## Problem to solve
Locate every line in the records below that contains the word "values", and copy each one.
Dataset records section start
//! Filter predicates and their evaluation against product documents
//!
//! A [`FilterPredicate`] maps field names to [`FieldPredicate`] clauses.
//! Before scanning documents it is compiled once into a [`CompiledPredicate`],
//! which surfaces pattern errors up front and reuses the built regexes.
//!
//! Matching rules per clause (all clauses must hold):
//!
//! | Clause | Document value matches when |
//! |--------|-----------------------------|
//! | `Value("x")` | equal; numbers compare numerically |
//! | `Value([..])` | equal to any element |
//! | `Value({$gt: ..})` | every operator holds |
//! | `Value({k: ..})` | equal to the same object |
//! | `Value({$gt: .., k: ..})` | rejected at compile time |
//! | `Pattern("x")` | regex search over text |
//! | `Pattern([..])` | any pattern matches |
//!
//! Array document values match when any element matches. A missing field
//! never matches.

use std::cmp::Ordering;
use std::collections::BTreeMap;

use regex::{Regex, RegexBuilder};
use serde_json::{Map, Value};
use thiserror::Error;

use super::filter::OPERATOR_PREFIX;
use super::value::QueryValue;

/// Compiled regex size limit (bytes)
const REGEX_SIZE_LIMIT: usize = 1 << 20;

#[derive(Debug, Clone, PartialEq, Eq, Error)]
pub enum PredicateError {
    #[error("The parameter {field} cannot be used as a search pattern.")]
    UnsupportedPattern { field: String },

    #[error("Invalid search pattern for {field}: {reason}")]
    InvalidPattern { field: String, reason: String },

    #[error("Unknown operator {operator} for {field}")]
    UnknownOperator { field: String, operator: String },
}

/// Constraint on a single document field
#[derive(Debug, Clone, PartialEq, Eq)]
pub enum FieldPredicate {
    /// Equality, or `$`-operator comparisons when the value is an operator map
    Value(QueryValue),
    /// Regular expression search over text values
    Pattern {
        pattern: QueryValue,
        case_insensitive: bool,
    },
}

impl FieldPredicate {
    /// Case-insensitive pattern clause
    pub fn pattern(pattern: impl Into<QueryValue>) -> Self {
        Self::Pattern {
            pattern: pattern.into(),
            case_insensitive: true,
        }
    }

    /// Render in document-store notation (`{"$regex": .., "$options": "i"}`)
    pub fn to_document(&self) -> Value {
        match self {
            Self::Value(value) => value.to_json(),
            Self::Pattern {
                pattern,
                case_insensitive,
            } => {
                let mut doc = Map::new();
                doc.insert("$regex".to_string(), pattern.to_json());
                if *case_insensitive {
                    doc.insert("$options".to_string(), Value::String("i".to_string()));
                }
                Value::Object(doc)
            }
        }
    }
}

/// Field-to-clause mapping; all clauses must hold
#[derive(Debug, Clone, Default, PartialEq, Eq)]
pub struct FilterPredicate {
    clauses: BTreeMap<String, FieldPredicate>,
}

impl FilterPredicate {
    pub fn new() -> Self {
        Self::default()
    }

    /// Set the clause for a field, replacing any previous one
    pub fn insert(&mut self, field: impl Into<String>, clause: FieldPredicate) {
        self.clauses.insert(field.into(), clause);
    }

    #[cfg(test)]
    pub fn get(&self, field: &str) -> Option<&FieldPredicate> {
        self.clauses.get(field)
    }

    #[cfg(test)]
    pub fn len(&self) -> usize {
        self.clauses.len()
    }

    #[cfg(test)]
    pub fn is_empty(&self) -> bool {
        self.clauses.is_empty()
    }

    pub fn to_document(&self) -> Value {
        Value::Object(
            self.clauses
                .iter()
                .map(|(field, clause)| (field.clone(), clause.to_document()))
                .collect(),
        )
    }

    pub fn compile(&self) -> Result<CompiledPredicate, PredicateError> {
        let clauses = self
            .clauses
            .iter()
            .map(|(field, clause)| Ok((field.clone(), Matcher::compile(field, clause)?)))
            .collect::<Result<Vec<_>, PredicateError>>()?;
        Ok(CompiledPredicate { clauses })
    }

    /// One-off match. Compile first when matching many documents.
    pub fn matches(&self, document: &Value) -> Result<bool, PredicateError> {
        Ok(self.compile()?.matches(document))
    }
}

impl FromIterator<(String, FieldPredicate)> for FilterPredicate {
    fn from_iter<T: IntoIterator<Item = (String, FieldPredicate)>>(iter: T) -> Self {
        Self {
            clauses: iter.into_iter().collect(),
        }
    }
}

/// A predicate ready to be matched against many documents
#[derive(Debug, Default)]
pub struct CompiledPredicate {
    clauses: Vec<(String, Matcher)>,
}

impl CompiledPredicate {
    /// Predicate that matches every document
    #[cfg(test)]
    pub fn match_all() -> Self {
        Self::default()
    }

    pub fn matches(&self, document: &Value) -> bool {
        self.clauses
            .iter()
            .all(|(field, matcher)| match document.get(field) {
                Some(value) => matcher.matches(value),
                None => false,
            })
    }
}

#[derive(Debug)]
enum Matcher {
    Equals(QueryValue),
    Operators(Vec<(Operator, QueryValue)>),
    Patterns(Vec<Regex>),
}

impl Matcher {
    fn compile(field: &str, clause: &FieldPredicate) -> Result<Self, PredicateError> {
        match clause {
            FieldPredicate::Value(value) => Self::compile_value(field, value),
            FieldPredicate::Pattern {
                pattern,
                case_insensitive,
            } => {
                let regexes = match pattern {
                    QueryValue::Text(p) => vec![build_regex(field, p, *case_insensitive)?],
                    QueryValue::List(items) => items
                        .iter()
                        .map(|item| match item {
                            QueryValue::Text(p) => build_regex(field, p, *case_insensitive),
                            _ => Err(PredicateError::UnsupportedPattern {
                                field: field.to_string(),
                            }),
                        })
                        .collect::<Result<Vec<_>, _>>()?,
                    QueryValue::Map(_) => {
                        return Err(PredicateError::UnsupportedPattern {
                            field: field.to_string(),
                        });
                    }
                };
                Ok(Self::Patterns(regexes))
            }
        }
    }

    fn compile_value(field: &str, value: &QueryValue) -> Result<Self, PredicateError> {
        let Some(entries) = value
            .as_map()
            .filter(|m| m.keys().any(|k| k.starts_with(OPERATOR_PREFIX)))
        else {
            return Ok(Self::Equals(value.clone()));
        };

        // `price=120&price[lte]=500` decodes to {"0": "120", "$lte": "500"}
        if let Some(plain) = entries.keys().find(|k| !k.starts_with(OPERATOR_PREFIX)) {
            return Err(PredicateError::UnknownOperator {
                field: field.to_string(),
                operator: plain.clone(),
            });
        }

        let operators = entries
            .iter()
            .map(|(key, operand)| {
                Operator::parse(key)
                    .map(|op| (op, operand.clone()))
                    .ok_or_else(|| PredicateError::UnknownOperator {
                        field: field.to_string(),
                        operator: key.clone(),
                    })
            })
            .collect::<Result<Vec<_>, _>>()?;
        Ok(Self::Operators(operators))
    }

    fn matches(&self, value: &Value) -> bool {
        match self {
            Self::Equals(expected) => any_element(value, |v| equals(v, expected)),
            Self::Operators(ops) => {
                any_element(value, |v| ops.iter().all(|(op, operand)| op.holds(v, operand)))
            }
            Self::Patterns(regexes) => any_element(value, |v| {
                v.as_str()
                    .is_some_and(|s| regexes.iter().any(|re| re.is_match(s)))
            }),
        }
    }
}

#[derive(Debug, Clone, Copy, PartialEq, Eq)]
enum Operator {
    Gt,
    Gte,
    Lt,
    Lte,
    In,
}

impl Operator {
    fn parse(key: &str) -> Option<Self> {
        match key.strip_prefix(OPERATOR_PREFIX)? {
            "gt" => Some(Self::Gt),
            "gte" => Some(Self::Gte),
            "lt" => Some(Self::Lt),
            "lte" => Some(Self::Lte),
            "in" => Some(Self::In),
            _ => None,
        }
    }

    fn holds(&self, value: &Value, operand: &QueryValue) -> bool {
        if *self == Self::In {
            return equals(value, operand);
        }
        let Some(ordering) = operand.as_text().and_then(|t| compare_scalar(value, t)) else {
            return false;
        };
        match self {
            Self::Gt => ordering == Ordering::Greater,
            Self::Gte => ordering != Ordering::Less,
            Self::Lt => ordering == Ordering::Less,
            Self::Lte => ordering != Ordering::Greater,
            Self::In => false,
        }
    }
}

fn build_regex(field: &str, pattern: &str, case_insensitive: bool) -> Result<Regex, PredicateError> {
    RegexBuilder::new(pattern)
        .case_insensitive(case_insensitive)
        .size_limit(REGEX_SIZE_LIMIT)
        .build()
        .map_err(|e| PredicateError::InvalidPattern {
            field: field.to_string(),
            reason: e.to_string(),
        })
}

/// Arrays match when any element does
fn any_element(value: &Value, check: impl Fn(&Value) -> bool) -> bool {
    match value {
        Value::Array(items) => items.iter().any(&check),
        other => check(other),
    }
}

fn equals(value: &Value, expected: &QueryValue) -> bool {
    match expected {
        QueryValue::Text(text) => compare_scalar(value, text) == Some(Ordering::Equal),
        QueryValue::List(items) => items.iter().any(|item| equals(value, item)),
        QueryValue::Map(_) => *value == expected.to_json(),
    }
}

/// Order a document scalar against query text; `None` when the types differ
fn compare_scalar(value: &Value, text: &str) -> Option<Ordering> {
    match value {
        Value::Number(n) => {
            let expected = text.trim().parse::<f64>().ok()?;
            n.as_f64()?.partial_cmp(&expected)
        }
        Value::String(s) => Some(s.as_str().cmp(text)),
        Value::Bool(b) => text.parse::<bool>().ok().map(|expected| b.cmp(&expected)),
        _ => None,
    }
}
Dataset records section end
Dataset records section start
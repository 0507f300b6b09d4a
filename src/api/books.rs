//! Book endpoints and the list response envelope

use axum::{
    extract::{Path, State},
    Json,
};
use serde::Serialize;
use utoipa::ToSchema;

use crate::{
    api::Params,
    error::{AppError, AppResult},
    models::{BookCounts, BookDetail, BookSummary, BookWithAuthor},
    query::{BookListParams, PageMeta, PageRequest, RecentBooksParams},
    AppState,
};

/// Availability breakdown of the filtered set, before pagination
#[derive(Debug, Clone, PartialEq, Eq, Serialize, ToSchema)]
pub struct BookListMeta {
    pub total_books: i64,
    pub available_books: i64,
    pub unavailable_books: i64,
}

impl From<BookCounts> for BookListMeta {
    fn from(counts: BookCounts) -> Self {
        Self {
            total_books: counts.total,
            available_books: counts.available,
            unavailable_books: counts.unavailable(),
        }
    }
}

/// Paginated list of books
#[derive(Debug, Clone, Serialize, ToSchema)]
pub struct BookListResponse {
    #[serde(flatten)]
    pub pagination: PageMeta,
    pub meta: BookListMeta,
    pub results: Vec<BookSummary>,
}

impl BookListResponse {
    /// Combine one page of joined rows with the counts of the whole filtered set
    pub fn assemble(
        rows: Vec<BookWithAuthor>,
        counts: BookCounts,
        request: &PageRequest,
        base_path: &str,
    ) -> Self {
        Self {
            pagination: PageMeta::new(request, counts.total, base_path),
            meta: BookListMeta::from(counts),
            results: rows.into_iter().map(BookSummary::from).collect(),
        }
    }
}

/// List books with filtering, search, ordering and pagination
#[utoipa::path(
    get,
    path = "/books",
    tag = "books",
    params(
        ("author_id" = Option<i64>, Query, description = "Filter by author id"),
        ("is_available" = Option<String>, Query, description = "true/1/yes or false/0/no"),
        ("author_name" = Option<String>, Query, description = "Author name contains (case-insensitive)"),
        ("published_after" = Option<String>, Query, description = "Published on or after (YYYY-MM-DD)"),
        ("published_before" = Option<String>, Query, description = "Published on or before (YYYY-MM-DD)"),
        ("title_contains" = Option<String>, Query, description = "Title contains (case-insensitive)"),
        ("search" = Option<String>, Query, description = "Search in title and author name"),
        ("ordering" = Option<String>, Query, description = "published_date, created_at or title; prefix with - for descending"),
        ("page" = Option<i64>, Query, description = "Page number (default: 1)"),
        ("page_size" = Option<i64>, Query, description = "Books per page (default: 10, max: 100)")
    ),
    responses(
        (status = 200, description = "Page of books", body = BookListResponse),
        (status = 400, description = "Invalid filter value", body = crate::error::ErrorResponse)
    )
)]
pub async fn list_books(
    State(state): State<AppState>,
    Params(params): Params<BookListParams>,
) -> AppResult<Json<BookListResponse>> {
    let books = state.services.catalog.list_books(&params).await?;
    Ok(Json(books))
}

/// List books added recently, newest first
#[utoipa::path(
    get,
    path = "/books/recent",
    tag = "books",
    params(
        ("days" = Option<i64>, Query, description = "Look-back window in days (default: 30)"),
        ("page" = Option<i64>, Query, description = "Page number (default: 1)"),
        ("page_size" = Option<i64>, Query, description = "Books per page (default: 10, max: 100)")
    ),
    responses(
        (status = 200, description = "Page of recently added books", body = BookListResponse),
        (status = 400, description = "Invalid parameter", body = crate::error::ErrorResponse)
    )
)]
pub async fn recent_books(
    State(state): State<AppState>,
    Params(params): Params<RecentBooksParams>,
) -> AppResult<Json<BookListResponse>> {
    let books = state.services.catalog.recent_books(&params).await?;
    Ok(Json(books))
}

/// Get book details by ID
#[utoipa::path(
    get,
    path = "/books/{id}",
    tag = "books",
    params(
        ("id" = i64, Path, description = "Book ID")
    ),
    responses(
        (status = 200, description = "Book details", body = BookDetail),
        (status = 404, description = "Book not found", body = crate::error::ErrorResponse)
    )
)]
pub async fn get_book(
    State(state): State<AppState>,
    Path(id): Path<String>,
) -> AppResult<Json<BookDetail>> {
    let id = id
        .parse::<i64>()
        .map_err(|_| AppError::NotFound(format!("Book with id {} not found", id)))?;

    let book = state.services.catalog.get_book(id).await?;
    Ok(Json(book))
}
Dataset records section end
## Solution below
//! Array document values match when any element matches. A missing field
    /// Regular expression search over text values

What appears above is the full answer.